Telehealth firm Coviu has disclosed that it will work on a project to create a new digital toolkit for telehealth wound care. It will work in tandem with the government research agency Commonwealth Scientific and Industrial Research Organisation, the Western NSW Primary Health Network, university partners The University of Sydney and The University of Technology Sydney, and insurance firm Australian Unity. 

The company received roughly A$6.5 million ($4.5 million) funding from the federal government's Medical Research Future Fund for this project, which will start development next year. Coviu targets to release its digital wound care toolkit on its platform in 2026. 

WHAT IT'S FOR

According to a media release, the suite of digital tools will serve as a "one-stop-shop" for clinicians treating wounds. Through AI-powered mobile imaging, practitioners can remotely analyse and monitor wounds. Access to wound data will also help them make decisions about wound management, especially determining changes that might indicate infection and a patient's body reaction to a wound or medication.

WHY IT MATTERS

Telehealth wound care is especially needed in residential aged care facilities where challenges are evident, given that senior people are more susceptible to chronic wounds due to their comorbidities and age-associated factors.

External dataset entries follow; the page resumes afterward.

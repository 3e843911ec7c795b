//! Lending engine facade
//!
//! Owns the market map, the position store and the audit log; wires in the
//! oracle and custody collaborators. Every public operation follows the same
//! discipline: accrue the touched markets, validate everything, settle
//! custody, and only then mutate the ledger - a failure anywhere leaves the
//! ledger exactly as it was.

use std::collections::HashMap;
use std::sync::Arc;

use chrono::{DateTime, Utc};
use lendledger_core::{AccountId, Amount, Asset};
use lendledger_custody::AssetCustody;
use lendledger_oracle::PriceOracle;
use rust_decimal::Decimal;
use serde_json::json;

use crate::config::EngineConfig;
use crate::error::EngineError;
use crate::event::{EventKind, EventLog, LedgerEvent};
use crate::health::{self, BalanceAdjustment, Health};
use crate::liquidation::{seized_collateral, LiquidationOutcome};
use crate::market::{Market, MarketInfo, MarketParams};
use crate::position::{PositionStore, PositionSummary};

fn not_listed(asset: &Asset) -> EngineError {
    EngineError::NotListed {
        asset: asset.clone(),
    }
}

fn ensure_positive(amount: Amount) -> Result<(), EngineError> {
    if amount.is_zero() {
        return Err(EngineError::InvalidParameter {
            name: "amount".to_string(),
            reason: "must be positive".to_string(),
        });
    }
    Ok(())
}

/// Multi-market collateralized lending ledger
pub struct LendingEngine {
    config: EngineConfig,
    markets: HashMap<Asset, Market>,
    positions: PositionStore,
    oracle: Arc<dyn PriceOracle>,
    custody: Arc<dyn AssetCustody>,
    events: EventLog,
}
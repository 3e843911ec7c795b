//! Asset - Type-safe asset codes
//!
//! Each listed market is keyed by an `Asset`. Common assets are pre-defined;
//! anything else falls back to the `Other` variant.

use serde::{Deserialize, Serialize};
use std::fmt;
use std::str::FromStr;
use thiserror::Error;

/// Errors that can occur when parsing asset codes
#[derive(Error, Debug, Clone, PartialEq, Eq)]
pub enum AssetError {
    #[error("Empty asset code")]
    EmptyCode,

    #[error("Asset code too long (max 10 chars): {0}")]
    TooLong(String),

    #[error("Invalid asset code format: {0}")]
    InvalidFormat(String),
}

/// Asset codes for lendable/borrowable assets
///
/// # Examples
/// ```
/// use lendledger_core::Asset;
///
/// let usdc: Asset = "USDC".parse().unwrap();
/// assert_eq!(usdc, Asset::Usdc);
///
/// let custom: Asset = "MYTOKEN".parse().unwrap();
/// assert!(matches!(custom, Asset::Other(_)));
/// ```
#[derive(Debug, Clone, PartialEq, Eq, Hash, PartialOrd, Ord, Serialize, Deserialize)]
#[serde(try_from = "String", into = "String")]
pub enum Asset {
    // === Stablecoins ===
    /// USD Coin
    Usdc,
    /// Tether USD
    Usdt,
    /// Dai
    Dai,

    // === Major Crypto ===
    /// Bitcoin
    Btc,
    /// Ethereum
    Eth,
    /// Solana
    Sol,

    // === Fiat ===
    /// US Dollar
    Usd,
    /// Euro
    Eur,

    // === Custom tokens ===
    /// Any other token/asset
    Other(String),
}

impl Asset {
    /// Returns the asset code as a string slice
    pub fn code(&self) -> &str {
        match self {
            Asset::Usdc => "USDC",
            Asset::Usdt => "USDT",
            Asset::Dai => "DAI",
            Asset::Btc => "BTC",
            Asset::Eth => "ETH",
            Asset::Sol => "SOL",
            Asset::Usd => "USD",
            Asset::Eur => "EUR",
            Asset::Other(s) => s.as_str(),
        }
    }

    /// Returns true if this is a stablecoin
    pub fn is_stablecoin(&self) -> bool {
        matches!(self, Asset::Usdc | Asset::Usdt | Asset::Dai)
    }
}

impl fmt::Display for Asset {
    fn fmt(&self, f: &mut fmt::Formatter<'_>) -> fmt::Result {
        write!(f, "{}", self.code())
    }
}

impl FromStr for Asset {
    type Err = AssetError;

    fn from_str(s: &str) -> Result<Self, Self::Err> {
        let s = s.trim().to_uppercase();

        if s.is_empty() {
            return Err(AssetError::EmptyCode);
        }

        if s.len() > 10 {
            return Err(AssetError::TooLong(s));
        }

        if !s.chars().all(|c| c.is_ascii_alphanumeric()) {
            return Err(AssetError::InvalidFormat(s));
        }

        Ok(match s.as_str() {
            "USDC" => Asset::Usdc,
            "USDT" => Asset::Usdt,
            "DAI" => Asset::Dai,
            "BTC" => Asset::Btc,
            "ETH" => Asset::Eth,
            "SOL" => Asset::Sol,
            "USD" => Asset::Usd,
            "EUR" => Asset::Eur,
            _ => Asset::Other(s),
        })
    }
}

impl TryFrom<String> for Asset {
    type Error = AssetError;

    fn try_from(s: String) -> Result<Self, Self::Error> {
        s.parse()
    }
}

impl From<Asset> for String {
    fn from(a: Asset) -> Self {
        a.code().to_string()
    }
}
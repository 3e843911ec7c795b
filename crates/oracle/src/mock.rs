//! Mock Oracle for testing
//!
//! Provides configurable fixed prices for testing health and liquidation
//! calculations.

use rust_decimal::Decimal;
use std::collections::HashMap;
use std::sync::RwLock;

use lendledger_core::Asset;

use crate::error::OracleError;
use crate::types::{PriceOracle, PriceQuote};

/// Mock Price Oracle for testing
///
/// Stores fixed quotes that can be updated programmatically. Removing a quote
/// simulates feed loss; backdating one simulates staleness.
pub struct MockOracle {
    quotes: RwLock<HashMap<Asset, PriceQuote>>,
}

impl MockOracle {
    /// Create a new empty mock oracle
    pub fn new() -> Self {
        Self {
            quotes: RwLock::new(HashMap::new()),
        }
    }

    /// Create a mock oracle with default quotes
    pub fn with_defaults() -> Self {
        let oracle = Self::new();

        oracle.set_price(Asset::Btc, Decimal::from(50000));
        oracle.set_price(Asset::Eth, Decimal::from(3000));
        oracle.set_price(Asset::Sol, Decimal::from(100));
        oracle.set_price(Asset::Usdc, Decimal::ONE);

        oracle
    }

    /// Set a fixed price for an asset, stamped now
    pub fn set_price(&self, asset: Asset, value: Decimal) {
        let quote = PriceQuote::simple(asset.clone(), value);
        let mut quotes = self.quotes.write().unwrap();
        quotes.insert(asset, quote);
    }

    /// Replace the full quote, including its timestamp (for staleness tests)
    pub fn set_quote(&self, quote: PriceQuote) {
        let mut quotes = self.quotes.write().unwrap();
        quotes.insert(quote.asset.clone(), quote);
    }

    /// Remove a quote (simulates feed loss)
    pub fn remove_price(&self, asset: &Asset) {
        let mut quotes = self.quotes.write().unwrap();
        quotes.remove(asset);
    }

    /// Number of configured assets
    pub fn asset_count(&self) -> usize {
        self.quotes.read().unwrap().len()
    }
}

impl Default for MockOracle {
    fn default() -> Self {
        Self::with_defaults()
    }
}

impl PriceOracle for MockOracle {
    fn quote(&self, asset: &Asset) -> Result<PriceQuote, OracleError> {
        let quotes = self.quotes.read().unwrap();
        quotes
            .get(asset)
            .cloned()
            .ok_or_else(|| OracleError::PriceUnavailable {
                asset: asset.clone(),
            })
    }

    fn supported_assets(&self) -> Vec<Asset> {
        let quotes = self.quotes.read().unwrap();
        quotes.keys().cloned().collect()
    }
}

#[cfg(test)]
mod tests {
    use super::*;
    use rust_decimal_macros::dec;

    #[test]
    fn test_mock_oracle_default_prices() {
        let oracle = MockOracle::with_defaults();

        let btc = oracle.quote(&Asset::Btc).unwrap();
        assert_eq!(btc.value, Decimal::from(50000));

        let usdc = oracle.quote(&Asset::Usdc).unwrap();
        assert_eq!(usdc.value, Decimal::ONE);
    }

    #[test]
    fn test_mock_oracle_set_price() {
        let oracle = MockOracle::new();

        assert!(oracle.quote(&Asset::Dai).is_err());

        oracle.set_price(Asset::Dai, dec!(0.999));

        let quote = oracle.quote(&Asset::Dai).unwrap();
        assert_eq!(quote.value, dec!(0.999));
        assert_eq!(quote.source, "mock");
    }

    #[test]
    fn test_mock_oracle_price_unavailable() {
        let oracle = MockOracle::new();

        let result = oracle.quote(&Asset::Eth);
        assert!(matches!(
            result,
            Err(OracleError::PriceUnavailable { .. })
        ));
    }

    #[test]
    fn test_mock_oracle_remove_price() {
        let oracle = MockOracle::with_defaults();
        assert!(oracle.quote(&Asset::Btc).is_ok());

        oracle.remove_price(&Asset::Btc);
        assert!(oracle.quote(&Asset::Btc).is_err());
    }

    #[test]
    fn test_mock_oracle_supported_assets() {
        let oracle = MockOracle::with_defaults();
        let assets = oracle.supported_assets();

        assert_eq!(assets.len(), 4);
        assert!(oracle.is_supported(&Asset::Btc));
        assert!(!oracle.is_supported(&Asset::Dai));
    }
}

Coviu raises the concern over the lack of expert and specialist wound support in Australia's aged care sector, particularly in rural and far-flung areas where there are challenges to care access and healthcare workforce shortages. 

To be co-designed with consumers and health professionals, the upcoming telehealth tools will be tested in residential aged care facilities in Victoria and New South Wales. "Part of this testing involves assessing how the technology can best be rolled out and integrated into routine healthcare," noted Georgina Luscombe, associate professor at the University of Sydney School of Rural Health.

MARKET SNAPSHOT

Outside Australia, researchers from the National University of Singapore have come up with a point-of-care wound assessment platform called VeCare which consists of a smart bandage with sensors and a mobile app for remote wound monitoring. The wearable device can detect factors of chronic wounds within 15 minutes. 

Also in Singapore, the Changi General Hospital and Singapore University of Technology and Design have developed a monitoring device that can differentiate blood from other bodily fluids to detect patient bleeding episodes. The Blood Warning Technology with Continuous Haemoglobin sensor can be deployed for on-site monitoring of traumatic wounds.

ON THE RECORD

"The wound care digital toolkit gives us an enormous opportunity to make a difference to the health and quality of life of aged care residents. It will support clinicians, such as GPs, to make data-informed clinical decisions for wound care during a telehealth video call. It will also allow more clinicians to provide high-quality wound care to residential aged care settings. The toolkit will continue building Coviu’s AI digital tools to support health care providers," said Dr Annie Banbury, clinical research lead at Coviu.

"User-centred design and rigorous clinical validation are at the heart of this project. Our multidisciplinary team will bring new AI computer vision technologies into a clinical setting and create products that will address often overlooked and preventable health issues," Dr Oliver Salvado, head of imaging and computer vision at CSIRO, also commented.